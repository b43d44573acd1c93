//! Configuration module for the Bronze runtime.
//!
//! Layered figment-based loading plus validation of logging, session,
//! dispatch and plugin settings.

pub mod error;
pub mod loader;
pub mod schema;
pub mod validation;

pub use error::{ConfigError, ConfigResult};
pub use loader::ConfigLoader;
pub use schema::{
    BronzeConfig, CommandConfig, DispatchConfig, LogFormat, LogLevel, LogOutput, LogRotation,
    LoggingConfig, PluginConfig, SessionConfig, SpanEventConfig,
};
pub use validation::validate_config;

=-=-=

◆ What the task asks
Note every line above where the string "validation" shows up, and copy those lines.

◆ Exercise result
//! Layered figment-based loading plus validation of logging, session,
pub mod validation;
pub use validation::validate_config;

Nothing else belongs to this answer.